I'm still shocked at the number of people who use a tablet to shoot candid family moments. I'm of the belief that the only reason these particular devices have cameras in the first place is for easily connecting with others through video chat. That said, both the Nexus 9's rear-facing 8-megapixel camera and front-facing 1.6-megapixel camera aren't too bad at taking photos or streaming video through Google Hangouts. In fact, the biggest caveat of the rear-facing camera is the fact that the lens physically sticks out. That seems out of place on a tablet that, may I remind you, isn't meant to replace your point and shoot.
Don't forget your charger
I was not particularly impressed with the Nexus 9's battery life, but I also didn't expect much from a 6,700mAh battery pack powering a 9-inch 2048x1536 resolution display. Compare that to the Nexus 10, which has a 9,000mAh battery pack.
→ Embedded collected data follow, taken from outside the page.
impl<M: MemoryBus> Flow<M> {
    /// Build a flow state machine around `state`, starting at `PowerOn`.
    pub fn new(state: SimulationState<M>) -> Self {
        Self {
            state,
            flow_state: FlowState::PowerOn,
            process: ExecutionProcess::new(),
            staged_pc: 0,
            staged_wp: 0,
            staged_mask: 0,
            active_interrupt_request: false,
            last_trap_was_reset: false,
            last_trap_was_illop: false,
            current_is_privop_violation: false,
            app_was_high_at_fetch: false,
        }
    }

    /// Force the machine back to `PowerOn` -- equivalent to pressing the
    /// reset button.
    pub fn reset(&mut self) {
        self.flow_state = FlowState::PowerOn;
        self.process = ExecutionProcess::new();
        self.active_interrupt_request = false;
    }

    /// Shared access to the driven processor state.
    pub fn state(&self) -> &SimulationState<M> {
        &self.state
    }

    /// Mutable access to the driven processor state -- used by a host to
    /// raise/clear interrupt lines between `run` calls.
    pub fn state_mut(&mut self) -> &mut SimulationState<M> {
        &mut self.state
    }

    /// The current flow-state tag.
    pub const fn flow_state(&self) -> FlowState {
        self.flow_state
    }

    /// Advance the state machine by at most `max_state_changes` transitions.
    pub fn run(&mut self, max_state_changes: u32) -> RunOutcome {
        for _ in 0..max_state_changes {
            trace!(target: "tms9900_core::flow", state = ?self.flow_state, "flow transition");
            match self.step() {
                Ok(Some(())) => continue,
                Ok(None) => return RunOutcome::Idle,
                Err(()) => return RunOutcome::Crashed,
            }
        }
        RunOutcome::BoundReached
    }

    /// Run exactly one state-handler invocation. `Ok(Some(()))` to keep
    /// going, `Ok(None)` to stop at IDLE, `Err(())` once `Crash` has been
    /// reached.
    fn step(&mut self) -> Result<Option<()>, ()> {
        match self.flow_state {
            FlowState::PowerOn => {
                self.flow_state = FlowState::Reset;
                Ok(Some(()))
            }
            FlowState::Reset => {
                self.staged_pc = self.state.memory().read_word(VECTOR_RESET_PC);
                self.staged_wp = self.state.memory().read_word(VECTOR_RESET_WP);
                self.staged_mask = 0;
                self.last_trap_was_reset = true;
                self.state.interrupts_mut().raise_internal(InternalTrap::Reset);
                self.flow_state = FlowState::Begin;
                Ok(Some(()))
            }
            FlowState::Begin => {
                self.do_begin();
                Ok(Some(()))
            }
            FlowState::A => {
                self.do_a();
                Ok(Some(()))
            }
            FlowState::A2 => self.do_a2(),
            FlowState::B => {
                self.do_b();
                Ok(Some(()))
            }
            FlowState::C => {
                self.do_c();
                Ok(Some(()))
            }
            FlowState::C2 => {
                self.do_c2();
                Ok(Some(()))
            }
            FlowState::D => {
                self.do_d();
                Ok(Some(()))
            }
            FlowState::E => {
                self.do_e();
                Ok(Some(()))
            }
            FlowState::F => {
                // This core implements no attached-processor path; F always
                // falls through to G.
                self.flow_state = FlowState::G;
                Ok(Some(()))
            }
            FlowState::F2 => Ok(None),
            FlowState::G => {
                debug!(target: "tms9900_core::flow", "ILLOP raised in state G");
                self.state.set_error_flag(ERR_ILLOP);
                self.state.interrupts_mut().raise_internal(InternalTrap::Illop);
                self.last_trap_was_illop = true;
                self.flow_state = FlowState::A;
                Ok(Some(()))
            }
            FlowState::Crash => Err(()),
        }
    }

    fn do_begin(&mut self) {
        let old_wp = self.state.wp();
        let old_pc = self.state.pc();
        let old_mask = self.state.status().interrupt_mask();
        self.state.set_wp(self.staged_wp);
        self.state.set_pc(self.staged_pc);
        self.state.status_mut().set_interrupt_mask(self.staged_mask);
        self.state.set_register_word(CONTEXT_SAVE_WP_REGISTER, old_wp);
        self.state.set_register_word(CONTEXT_SAVE_PC_REGISTER, old_pc);
        self.state.set_register_word(CONTEXT_SAVE_MASK_REGISTER, old_mask as u16);

        for bit in [
            ST_PRIVILEGED,
            ST_MAPFILE_ENABLED,
            ST_MEMORY_MAPPED,
            ST_OVERFLOW_INTERRUPT_ENABLED,
            ST_WCS_ENABLED,
        ] {
            let _ = self.state.status_mut().reset_bit(bit);
        }

        if self.last_trap_was_reset {
            self.state.status_mut().set_word(0);
            self.state.clear_error_flags();
            self.state.interrupts_mut().clear_internal(InternalTrap::Reset);
            self.last_trap_was_reset = false;
            self.flow_state = if self.state.interrupts().has_nmi() {
                FlowState::B
            } else {
                FlowState::C
            };
        } else if self.last_trap_was_illop && self.state.interrupts().has_nmi() {
            self.last_trap_was_illop = false;
            self.flow_state = FlowState::B;
        } else {
            self.flow_state = FlowState::C;
        }
    }

    fn do_a(&mut self) {
        if self.process.current_instruction_is_jump() {
            self.state.reduce_pc();
        }

        self.current_is_privop_violation = self
            .process
            .current()
            .map(|i| i.opcode_info().privileged && !self.state.status().bit(ST_PRIVILEGED).unwrap_or(false))
            .unwrap_or(false);

        let defers_nmi = matches!(
            self.process.current().map(|i| i.opcode_info().mnemonic),
            Some(Mnemonic::Xop | Mnemonic::Blwp | Mnemonic::X)
        );
        if !self.state.interrupts().has_nmi() && defers_nmi {
            self.flow_state = FlowState::B;
            return;
        }
        self.flow_state = FlowState::A2;
    }

    fn do_a2(&mut self) -> Result<Option<()>, ()> {
        let mask = self.state.status().interrupt_mask();
        if self.state.interrupts().has_any_raised_ignoring_mask()
            && !self.state.interrupts().lowest_raised_is_enabled_by_mask(mask)
        {
            self.active_interrupt_request = true;
            self.flow_state = FlowState::B;
            return Ok(Some(()));
        }
        if matches!(self.process.current().map(|i| i.opcode_info().mnemonic), Some(Mnemonic::Idle)) {
            return Ok(None);
        }
        self.flow_state = FlowState::B;
        Ok(Some(()))
    }

    fn do_b(&mut self) {
        self.app_was_high_at_fetch = false;
        let _ = self.process.fetch_next_instruction(&mut self.state);

        if let Err(err) = self.process.execute(&mut self.state) {
            self.handle_execute_error(err);
        }

        if self.process.current_instruction_is_jump() {
            self.process.discard_next();
            let _ = self.process.fetch_next_instruction(&mut self.state);
        }
        self.process.promote_next_to_current();
        self.flow_state = FlowState::D;
    }

    fn do_c(&mut self) {
        self.app_was_high_at_fetch = false;
        let _ = self.process.fetch_next_instruction(&mut self.state);
        self.process.promote_next_to_current();
        self.flow_state = FlowState::C2;
    }

    fn do_c2(&mut self) {
        if self.current_is_privop_violation {
            self.state.set_error_flag(ERR_PRIVOP);
            self.state.interrupts_mut().raise_internal(InternalTrap::Privop);
            debug!(target: "tms9900_core::flow", "privileged-op violation trapped");
            if self.state.status().interrupt_mask() > 2 {
                self.flow_state = FlowState::E;
                return;
            }
        }
        // Consult the raw fetched word, not the decoded instruction: a word
        // that failed to decode (illegal/MID opcode) leaves `current` empty,
        // but it still has to be classified here to reach `F`/`G`.
        let is_mid = self
            .process
            .last_fetched_raw_opcode()
            .map(crate::catalogue::opcode_could_be_mid)
            .unwrap_or(false);
        if is_mid || self.app_was_high_at_fetch {
            self.flow_state = FlowState::F;
            return;
        }
        self.flow_state = FlowState::A;
    }

    fn do_d(&mut self) {
        let overflow = self.state.status().bit(ST_OVERFLOW).unwrap_or(false);
        let overflow_enabled = self.state.status().bit(ST_OVERFLOW_INTERRUPT_ENABLED).unwrap_or(false);
        if overflow && overflow_enabled {
            self.state.set_error_flag(ERR_ARITHMETIC_OVERFLOW);
            debug!(target: "tms9900_core::flow", "arithmetic overflow trapped");
            if self.state.status().interrupt_mask() > 2 {
                self.state.reduce_pc();
                self.flow_state = FlowState::E;
                return;
            }
        }
        if self.active_interrupt_request {
            self.state.reduce_pc();
            self.flow_state = FlowState::E;
            return;
        }
        self.flow_state = FlowState::C2;
    }

    fn do_e(&mut self) {
        self.active_interrupt_request = true;
        if self.state.interrupts().has_nmi() {
            self.staged_pc = self.state.memory().read_word(VECTOR_NMI_PC);
            self.staged_wp = self.state.memory().read_word(VECTOR_NMI_WP);
            self.staged_mask = 0;
        } else if self.state.interrupts().has_enabled_internal() {
            self.staged_wp = self.state.memory().read_word(VECTOR_INTERNAL_WP);
            self.staged_pc = self.state.memory().read_word(VECTOR_INTERNAL_PC);
            self.staged_mask = 1;
        } else {
            match self.state.interrupts().lowest_raised() {
                Some(0) => {
                    self.staged_wp = self.state.memory().read_word(VECTOR_RESET_WP);
                    self.staged_pc = self.state.memory().read_word(VECTOR_RESET_PC);
                    self.staged_mask = 0;
                }
                Some(level) => {
                    self.staged_wp = self.state.memory().read_word(interrupt_level_wp_vector(level));
                    self.staged_pc = self.state.memory().read_word(interrupt_level_pc_vector(level));
                    self.staged_mask = level - 1;
                }
                None => {
                    self.flow_state = FlowState::Crash;
                    return;
                }
            }
        }
        self.flow_state = FlowState::Begin;
    }

    fn handle_execute_error(&mut self, err: CoreError) {
        match err {
            CoreError::IllegalOpcode(_) => {
                self.flow_state = FlowState::G;
            }
            CoreError::UnimplementedOp(mnemonic) => {
                debug!(target: "tms9900_core::flow", mnemonic = %mnemonic, "unimplemented opcode executed as a no-op");
            }
            CoreError::PrivilegedOpViolation => {
                self.current_is_privop_violation = true;
            }
            other => {
                debug!(target: "tms9900_core::flow", error = %other, "core bug during execute");
                self.flow_state = FlowState::Crash;
            }
        }
    }
}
On standby, the tablet was fine. It was on Wi-Fi all night, receiving notifications and such, and only burned through about 30 percent of its power. Other top tablets have far longer standby time. I had to charge the tablet every single day that I was actively using it, however, and I'm pretty used to going three days without having to plug in either of my smaller tablets.
I'll have the results of our official battery test up soon.
A delicious Lollipop
Android 5.0 is almost an entirely different Android than what you're used to. It's not only sporting the bolder-colored, simpler, more cohesive Material Design, but every other part--from the keyboard to the Settings menu--feels like Android has finally grown up. It's the most professional version of Google's operating system I've ever used, and I'm particularly impressed with the new animations and the way they make the interface feel more interactive.
I still feel like Google could do more with Android's tablet interface, however. It still just feels like a big wasteland of wallpaper with a few icons scattered here and there--that's about it.
This is completely stock Android, so it's devoid of the same bells and whistles you'd get with a Samsung or LG tablet. It does come with some of Google's new apps, like Google Fit and the revamped Gmail and Calendar apps, but even the wallpaper choices are slim pickings. We'll have a thorough review of Lollipop and its new features and apps in the coming weeks.
Android's new future
Although it's manufactured by HTC, the Nexus 9 is all Google. The plain black chassis, stock Android, and powerful processor will be fun for developers and diehard Android fans to tinker with, but I wouldn't suggest the Nexus 9 to a not-so-techie family member. I'd much rather steer them towards a second-generation Nexus 7 if they're looking for a reading device running stock Android, or the 8.4-inch Samsung Galaxy Tab S for its bigger screen and stylish outfitting.